■ **What the exercise asks**
Across the records below, how many lines include the string "text"? State the number and nothing more.

■ **Data under study**
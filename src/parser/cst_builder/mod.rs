//! CST construction utilities.
//!
//! Provides [`Parsed`], [`NodeSpans`] and [`build_green_tree`].

use rowan::GreenNode;

use super::ast::SourceFile;
use crate::diagnostic::Diagnostic;
use crate::language::SyntaxNode;

mod spans;
mod tree;

pub(crate) use self::spans::NodeSpans;
pub(crate) use self::tree::build_green_tree;

/// Result of a parse operation.
#[derive(Debug)]
pub struct Parsed {
    green: GreenNode,
    root: SourceFile,
    diagnostics: Vec<Diagnostic>,
}

impl Parsed {
    pub(super) fn new(green: GreenNode, root: SourceFile, diagnostics: Vec<Diagnostic>) -> Self {
        Self {
            green,
            root,
            diagnostics,
        }
    }

    /// Access the `rowan` green tree.
    #[must_use]
    pub fn green(&self) -> &GreenNode {
        &self.green
    }

    /// Root of the lossless syntax tree.
    #[must_use]
    pub fn syntax(&self) -> SyntaxNode {
        SyntaxNode::new_root(self.green.clone())
    }

    /// Access the typed AST root.
    #[must_use]
    pub fn root(&self) -> &SourceFile {
        &self.root
    }

    /// Lexical, syntax and unsupported-construct diagnostics, ordered by
    /// position.
    #[must_use]
    pub fn diagnostics(&self) -> &[Diagnostic] {
        &self.diagnostics
    }

    /// `true` when no diagnostic was produced.
    #[must_use]
    pub fn is_ok(&self) -> bool {
        self.diagnostics.is_empty()
    }

    /// Split into the AST and diagnostics.
    #[must_use]
    pub fn into_parts(self) -> (SourceFile, Vec<Diagnostic>) {
        (self.root, self.diagnostics)
    }
}
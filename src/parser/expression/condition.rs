//! Condition predicates: one or more expressions joined by `&&&`.
//!
//! `if`, rule guards, method guards and the conditional operator all use the
//! same predicate grammar. Inside an expression a `&&&` chain is only a
//! conditional when a `?` follows it; otherwise the chain belongs to the
//! enclosing guard and the expression ends before the first `&&&`.

use crate::SyntaxKind;
use crate::parser::Parser;
use crate::parser::ast::precedence::COND_BP;
use crate::parser::ast::{CondPredicate, Expr};

impl Parser<'_> {
    /// `expr (&&& expr)*`
    pub(crate) fn parse_cond_predicate(&mut self) -> Option<CondPredicate> {
        let start = self.ts.start();
        let mut conjuncts = vec![self.parse_expr(0)?];
        while self.ts.eat(SyntaxKind::T_AMP_AMP_AMP).is_some() {
            conjuncts.push(self.parse_expr(0)?);
        }
        Some(CondPredicate {
            conjuncts,
            span: self.ts.span_from(start),
        })
    }

    /// Speculatively read `&&& e ...` after `first`.
    ///
    /// Returns `Ok` with the conditional when the chain is followed by `?`.
    /// Otherwise the cursor and diagnostics are restored and `first` is
    /// handed back unchanged.
    pub(super) fn try_predicate_conditional(&mut self, first: Expr) -> Result<Option<Expr>, Expr> {
        let cp = self.checkpoint();
        let start = first.span.start;
        let mut rest = Vec::new();
        let mut complete = true;
        while self.ts.eat(SyntaxKind::T_AMP_AMP_AMP).is_some() {
            let Some(expr) = self.parse_expr(COND_BP + 1) else {
                complete = false;
                break;
            };
            rest.push(expr);
        }
        if !complete || rest.is_empty() || !self.ts.at(SyntaxKind::T_QUESTION) {
            self.rewind(cp);
            return Err(first);
        }
        let mut conjuncts = vec![first];
        conjuncts.extend(rest);
        let predicate = CondPredicate {
            conjuncts,
            span: self.ts.span_from(start),
        };
        Ok(self.finish_conditional(predicate))
    }
}
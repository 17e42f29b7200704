//! End-to-end parsing of complete source units.

mod test_util;

use bsvparse::ast::{Body, ModuleStmt, PackageStmt, SourceFile};
use bsvparse::{
    DiagnosticKind, LineIndex, ParseOptions, Severity, SyntaxKind, UnsupportedConstruct, parse,
    parse_with_options,
};
use rstest::{fixture, rstest};
use test_util::{messages, unsupported};

#[fixture]
fn fifo_package() -> &'static str {
    r#"package Buffer;

import FIFOF::*;
export Buffer(..);
export mkBuffer;

interface Buffer#(type t);
    method Action put(t x);
    method ActionValue#(t) get;
    method Bool notEmpty;
endinterface

(* synthesize *)
module mkBuffer(Buffer#(Bit#(8)));
    FIFOF#(Bit#(8)) q <- mkFIFOF;
    Reg#(UInt#(16)) seen <- mkReg(0);

    function Bool isZero(Bit#(8) v);
        return v == 0;
    endfunction

    rule count (q.notEmpty &&& !isZero(q.first));
        seen <= seen + 1;
    endrule : count

    method Action put(x) if (q.notFull);
        q.enq(x);
    endmethod

    method ActionValue#(Bit#(8)) get;
        q.deq;
        return q.first;
    endmethod

    method Bool notEmpty = q.notEmpty;
endmodule : mkBuffer

endpackage : Buffer
"#
}

#[rstest]
fn complete_package_reports_only_unsupported_forms(fifo_package: &str) {
    let parsed = parse(fifo_package);
    assert_eq!(
        unsupported(parsed.diagnostics()),
        [UnsupportedConstruct::AttributeInstance]
    );
    assert_eq!(parsed.diagnostics().len(), 2, "{:?}", parsed.diagnostics());
    assert_eq!(parsed.syntax().text().to_string(), fifo_package);
}

#[rstest]
fn package_structure(fifo_package: &str) {
    let parsed = parse(fifo_package);
    let SourceFile::Package(package) = parsed.root() else {
        panic!("expected a package");
    };
    assert_eq!(package.body.exports.len(), 2);
    assert_eq!(package.body.imports.len(), 1);
    let Some(PackageStmt::Module(module)) = package.body.stmts.get(1) else {
        panic!("expected the module second, got {:?}", package.body.stmts);
    };
    assert_eq!(module.name, "mkBuffer");
    let names: Vec<&str> = module
        .stmts
        .iter()
        .filter_map(|s| match s {
            ModuleStmt::Method(def) => Some(def.name.as_str()),
            ModuleStmt::Rule(rule) => Some(rule.name.as_str()),
            ModuleStmt::Function(def) => Some(def.name.as_str()),
            _ => None,
        })
        .collect();
    assert_eq!(names, ["isZero", "count", "put", "get"]);
    let Some(ModuleStmt::Method(get)) = module.stmts.iter().find(
        |s| matches!(s, ModuleStmt::Method(def) if def.name == "get"),
    ) else {
        panic!("get missing");
    };
    assert!(matches!(&get.body, Body::ActionValue(stmts) if stmts.len() == 2));
}

#[rstest]
fn shorthand_method_is_reported(fifo_package: &str) {
    let parsed = parse(fifo_package);
    let syntax: Vec<&str> = parsed
        .diagnostics()
        .iter()
        .filter(|d| d.kind == DiagnosticKind::Syntax)
        .map(|d| d.message.as_str())
        .collect();
    assert_eq!(syntax, ["expected `;`, found `=`"]);
}

#[test]
fn diagnostics_resolve_to_lines_and_columns() {
    let src = "module mkA(Empty);\n  rule r;\n    x <= ;\n  endrule\nendmodule\n";
    let parsed = parse(src);
    let lines = LineIndex::new(src);
    let [diag] = parsed.diagnostics() else {
        panic!("expected one diagnostic, got {:?}", parsed.diagnostics());
    };
    let pos = diag.position(&lines);
    assert_eq!((pos.line, pos.column), (3, 10));
    assert_eq!(diag.severity(), Severity::Error);
    assert_eq!(diag.to_string(), "syntax error: expected expression, found `;`");
}

#[test]
fn first_error_mode_keeps_the_tree_lossless() {
    let src = "module mkA(Empty); rule r; x <= ; y <= ; endrule endmodule";
    let all = parse(src);
    let first = parse_with_options(src, ParseOptions::first_error());
    assert_eq!(messages(all.diagnostics()).len(), 2);
    assert_eq!(messages(first.diagnostics()), ["expected expression, found `;`"]);
    assert_eq!(first.syntax().text().to_string(), src);
}

#[test]
fn bare_items_without_package() {
    let src = "import Vector::*;\nfunction Bool f(Bool b); return b; endfunction\n";
    let parsed = parse(src);
    assert!(parsed.is_ok(), "{:?}", parsed.diagnostics());
    assert!(matches!(parsed.root(), SourceFile::Items(_)));
    let kinds: Vec<SyntaxKind> = parsed.syntax().children().map(|n| n.kind()).collect();
    assert_eq!(kinds, [SyntaxKind::N_IMPORT_DECL, SyntaxKind::N_FUNCTION_DEF]);
}

#[test]
fn empty_input_is_valid() {
    let parsed = parse("");
    assert!(parsed.is_ok());
    assert!(parsed.root().body().stmts.is_empty());
}

#[rstest]
#[case::bad_import("import FIFO;")]
#[case::bad_export("export ;")]
#[case::missing_separator("export a b;")]
fn malformed_lists_report_one_error(#[case] src: &str) {
    let parsed = parse(src);
    let [diag] = parsed.diagnostics() else {
        panic!("expected one diagnostic, got {:?}", parsed.diagnostics());
    };
    assert_eq!(diag.kind, DiagnosticKind::Syntax);
    assert!(diag.message.starts_with("expected "), "{}", diag.message);
    assert!(parsed.root().body().exports.is_empty());
    assert!(parsed.root().body().imports.is_empty());
}
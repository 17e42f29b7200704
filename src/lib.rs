//! Library crate for bsvparse.
//!
//! A front end for a Bluespec-style hardware description language: a lexer,
//! a Pratt expression parser, a dialect-generic statement grammar and the
//! package-level declaration parser. Parsing yields an owned AST, a lossless
//! `rowan` syntax tree and every diagnostic found along the way.

#![forbid(unsafe_code)]

pub mod diagnostic;
pub mod language;
pub mod parser;
pub mod tokenizer;

#[cfg(test)]
pub(crate) mod test_util;

pub use diagnostic::{Diagnostic, DiagnosticKind, Severity, UnsupportedConstruct};
pub use language::{BsvLanguage, SyntaxKind, SyntaxNode};
pub use parser::{
    ParseOptions, Parsed, RecoveryMode, ast, parse, parse_expression, parse_statement,
    parse_with_options,
};
pub use tokenizer::{
    LexError, Lexer, LineIndex, Position, Span, Token, tokenize_with_trivia,
    tokenize_without_trivia,
};
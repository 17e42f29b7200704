//! Build a `rowan` green tree from tokens and declaration spans.

use log::warn;
use rowan::{GreenNode, GreenNodeBuilder, Language};

use crate::{BsvLanguage, Span, SyntaxKind};

use super::spans::NodeSpans;

fn validate_token_span(span: &Span, src_len: usize) -> bool {
    let ok = span.start <= span.end && span.end <= src_len;
    if !ok {
        warn!("token span {span:?} out of bounds for source of length {src_len}");
    }
    ok
}

/// Finish every open node that ends at or before `pos`.
fn close_finished(builder: &mut GreenNodeBuilder<'_>, open: &mut Vec<usize>, pos: usize) {
    while open.last().is_some_and(|end| *end <= pos) {
        open.pop();
        builder.finish_node();
    }
}

/// Construct the CST from the full token stream and recorded node spans.
///
/// Every token, trivia and lexer error text included, becomes a leaf, so the
/// text of the root always equals `src`. Trivia between declarations stays at
/// the outer level.
pub(crate) fn build_green_tree(
    tokens: &[(SyntaxKind, Span)],
    src: &str,
    nodes: &NodeSpans,
) -> GreenNode {
    let mut builder = GreenNodeBuilder::new();
    builder.start_node(BsvLanguage::kind_to_raw(SyntaxKind::N_SOURCE_FILE));

    let mut pending = nodes.sorted().into_iter().peekable();
    let mut open: Vec<usize> = Vec::new();

    for (kind, span) in tokens {
        if !validate_token_span(span, src.len()) {
            continue;
        }
        close_finished(&mut builder, &mut open, span.start);
        while let Some((node_kind, node_span)) = pending.next_if(|(_, s)| s.start <= span.start) {
            if node_span.end <= span.start {
                warn!("dropping {node_kind:?} node with stale span {node_span:?}");
                continue;
            }
            builder.start_node(BsvLanguage::kind_to_raw(node_kind));
            open.push(node_span.end);
        }
        push_token(&mut builder, *kind, span, src);
    }

    for _ in open {
        builder.finish_node();
    }
    builder.finish_node();
    builder.finish()
}

fn push_token(builder: &mut GreenNodeBuilder<'_>, kind: SyntaxKind, span: &Span, src: &str) {
    let text = src.get(span.clone()).unwrap_or_else(|| {
        warn!(
            "token span {span:?} is not on a character boundary in source of length {}",
            src.len()
        );
        ""
    });

    let raw = BsvLanguage::kind_to_raw(kind);
    if kind == SyntaxKind::N_ERROR {
        builder.start_node(raw);
        builder.token(raw, text);
        builder.finish_node();
    } else {
        builder.token(raw, text);
    }
}

#[cfg(test)]
mod tests {
    use super::*;
    use crate::language::SyntaxNode;
    use crate::tokenizer::lex;

    #[test]
    fn nodes_wrap_their_tokens_but_not_trailing_trivia() {
        let src = "rule r; endrule  // tail\n";
        let lexed = lex(src);
        let mut nodes = NodeSpans::default();
        nodes.push(SyntaxKind::N_RULE, 0..15);
        let root = SyntaxNode::new_root(build_green_tree(&lexed.tokens, src, &nodes));
        assert_eq!(root.text().to_string(), src);
        let rule = root.children().next().map(|n| (n.kind(), n.text().to_string()));
        assert_eq!(rule, Some((SyntaxKind::N_RULE, "rule r; endrule".to_string())));
    }

    #[test]
    fn lexer_errors_become_error_nodes() {
        let src = "x ` y";
        let lexed = lex(src);
        let root = SyntaxNode::new_root(build_green_tree(&lexed.tokens, src, &NodeSpans::default()));
        assert!(root.children().any(|n| n.kind() == SyntaxKind::N_ERROR));
        assert_eq!(root.text().to_string(), src);
    }
}
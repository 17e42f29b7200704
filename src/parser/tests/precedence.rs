//! Operator precedence and associativity.

use rstest::rstest;

use crate::test_util::expr_sexpr;

#[rstest]
#[case::mul_over_add("1 + 2 * 3", "(+ 1 (* 2 3))")]
#[case::and_over_or("a || b && c", "(|| a (&& b c))")]
#[case::left_assoc_sub("a - b - c", "(- (- a b) c)")]
#[case::left_assoc_div("a / b / c", "(/ (/ a b) c)")]
#[case::add_over_shift("x << 1 + 2", "(<< x (+ 1 2))")]
#[case::shift_over_relational("a < b >> 1", "(< a (>> b 1))")]
#[case::relational_over_equality("a < b == c", "(== (< a b) c)")]
#[case::equality_over_bitand("a == b & c", "(& (== a b) c)")]
#[case::bitwise_ladder("a & b | c ^ d", "(| (& a b) (^ c d))")]
#[case::xnor_between_xor_and_or("a ^ b ~^ c | d", "(| (^~ (^ a b) c) d)")]
#[case::bitor_over_logical_and("a | b && c", "(&& (| a b) c)")]
#[case::parens_override("(1 + 2) * 3", "(* (+ 1 2) 3)")]
fn binary_operators(#[case] src: &str, #[case] expected: &str) {
    assert_eq!(expr_sexpr(src), expected);
}

#[rstest]
#[case::unary_binds_tighter("-a * b", "(* (- a) b)")]
#[case::not_before_and("!a && b", "(&& (! a) b)")]
#[case::reduction("&x | y", "(| (& x) y)")]
#[case::nested_unary("~ ~x", "(~ (~ x))")]
#[case::unary_over_postfix("-a[0]", "(- ([] a 0))")]
fn unary_operators(#[case] src: &str, #[case] expected: &str) {
    assert_eq!(expr_sexpr(src), expected);
}

#[rstest]
#[case::simple("c ? a : b", "(? c a b)")]
#[case::right_nested("p ? a : q ? b : c", "(? p a (? q b c))")]
#[case::binary_predicate("a + b ? x : y", "(? (+ a b) x y)")]
#[case::branches_take_full_expressions("c ? a || b : d && e", "(? c (|| a b) (&& d e))")]
#[case::nested_in_then("p ? (q ? a : b) : c", "(? p (? q a b) c)")]
#[case::conjunct_predicate("x &&& y ? a : b", "(? (&&& x y) a b)")]
fn conditional(#[case] src: &str, #[case] expected: &str) {
    assert_eq!(expr_sexpr(src), expected);
}

#[rstest]
#[case::select_then_add("a[3:0] + b", "(+ ([:] a 3 0) b)")]
#[case::call_then_method("f(a, b).g(1)", "(method (call f a b) g 1)")]
#[case::field_then_index("s.field[2]", "([] (. s field) 2)")]
#[case::method_without_args("fifo.first + 1", "(+ (. fifo first) 1)")]
fn postfix_chains(#[case] src: &str, #[case] expected: &str) {
    assert_eq!(expr_sexpr(src), expected);
}
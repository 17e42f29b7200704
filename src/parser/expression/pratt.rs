//! Core Pratt loop, postfix chains and the standalone entry point.

use crate::SyntaxKind;
use crate::diagnostic::Diagnostic;
use crate::parser::Parser;
use crate::parser::ast::{Expr, ExprKind};
use crate::tokenizer::lex;

/// Parse a source string into an [`Expr`].
///
/// The whole input must be one expression.
///
/// # Errors
/// Returns every lexical and syntax diagnostic when parsing fails.
///
/// # Examples
///
/// ```rust
/// use bsvparse::parse_expression;
///
/// let expr = parse_expression("a[3:0] + b").map(|e| e.to_sexpr());
/// assert_eq!(expr.as_deref(), Ok("(+ ([:] a 3 0) b)"));
/// ```
#[must_use = "discarding the Result will ignore parse errors"]
pub fn parse_expression(src: &str) -> Result<Expr, Vec<Diagnostic>> {
    let lexed = lex(src);
    let mut parser = Parser::new(src, lexed.significant(), false);
    let expr = parser.parse_expr(0);
    if expr.is_some() && !parser.ts.at_eof() {
        parser.ts.error_expected("end of input");
    }
    let (errors, _) = parser.finish();
    let mut diagnostics: Vec<Diagnostic> =
        lexed.errors.into_iter().map(Diagnostic::from).collect();
    diagnostics.extend(errors);
    match expr {
        Some(expr) if diagnostics.is_empty() => Ok(expr),
        _ => {
            if diagnostics.is_empty() {
                diagnostics.push(Diagnostic::syntax(0..src.len(), "invalid expression"));
            }
            diagnostics.sort_by_key(|d| d.span.start);
            Err(diagnostics)
        }
    }
}

impl Parser<'_> {
    pub(crate) fn parse_expr(&mut self, min_bp: u8) -> Option<Expr> {
        let lhs = self.parse_prefix()?;
        let lhs = self.parse_postfix(lhs)?;
        self.parse_infix(lhs, min_bp)
    }

    /// A primary with its postfix chain and no operators. Statements parse
    /// their target this way before deciding between `=`, `<=` and `<-`.
    pub(crate) fn parse_postfix_expr(&mut self) -> Option<Expr> {
        let lhs = self.parse_primary()?;
        self.parse_postfix(lhs)
    }

    // Postfix forms bind tighter than every operator, so they chain directly
    // onto the operand.
    pub(crate) fn parse_postfix(&mut self, mut lhs: Expr) -> Option<Expr> {
        loop {
            lhs = match self.ts.peek() {
                Some(SyntaxKind::T_LPAREN) => self.parse_call_postfix(lhs)?,
                Some(SyntaxKind::T_LBRACKET) => self.parse_select_postfix(lhs)?,
                Some(SyntaxKind::T_DOT) => self.parse_dot_postfix(lhs)?,
                _ => break,
            };
        }
        Some(lhs)
    }

    fn parse_call_postfix(&mut self, lhs: Expr) -> Option<Expr> {
        let start = lhs.span.start;
        let args = self.parse_args()?;
        Some(Expr::new(
            ExprKind::Call {
                callee: Box::new(lhs),
                args,
            },
            self.ts.span_from(start),
        ))
    }

    fn parse_select_postfix(&mut self, lhs: Expr) -> Option<Expr> {
        let start = lhs.span.start;
        self.ts.bump(); // '['
        let hi = self.parse_expr(0)?;
        let lo = if self.ts.eat(SyntaxKind::T_COLON).is_some() {
            Some(Box::new(self.parse_expr(0)?))
        } else {
            None
        };
        self.ts.expect(SyntaxKind::T_RBRACKET)?;
        Some(Expr::new(
            ExprKind::BitSelect {
                expr: Box::new(lhs),
                hi: Box::new(hi),
                lo,
            },
            self.ts.span_from(start),
        ))
    }

    fn parse_dot_postfix(&mut self, lhs: Expr) -> Option<Expr> {
        let start = lhs.span.start;
        self.ts.bump(); // '.'
        let (name, _) = self.ts.expect_ident(SyntaxKind::T_IDENT)?;
        let kind = if self.ts.at(SyntaxKind::T_LPAREN) {
            let args = self.parse_args()?;
            ExprKind::MethodCall {
                recv: Box::new(lhs),
                method: name,
                args,
            }
        } else {
            ExprKind::Field {
                expr: Box::new(lhs),
                field: name,
            }
        };
        Some(Expr::new(kind, self.ts.span_from(start)))
    }

    /// `( [expr (, expr)*] )`
    pub(crate) fn parse_args(&mut self) -> Option<Vec<Expr>> {
        self.ts.expect(SyntaxKind::T_LPAREN)?;
        let mut args = Vec::new();
        if self.ts.eat(SyntaxKind::T_RPAREN).is_some() {
            return Some(args);
        }
        loop {
            args.push(self.parse_expr(0)?);
            if self.ts.eat(SyntaxKind::T_COMMA).is_none() {
                break;
            }
        }
        self.ts.expect(SyntaxKind::T_RPAREN)?;
        Some(args)
    }
}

■ **Exercise answer**
10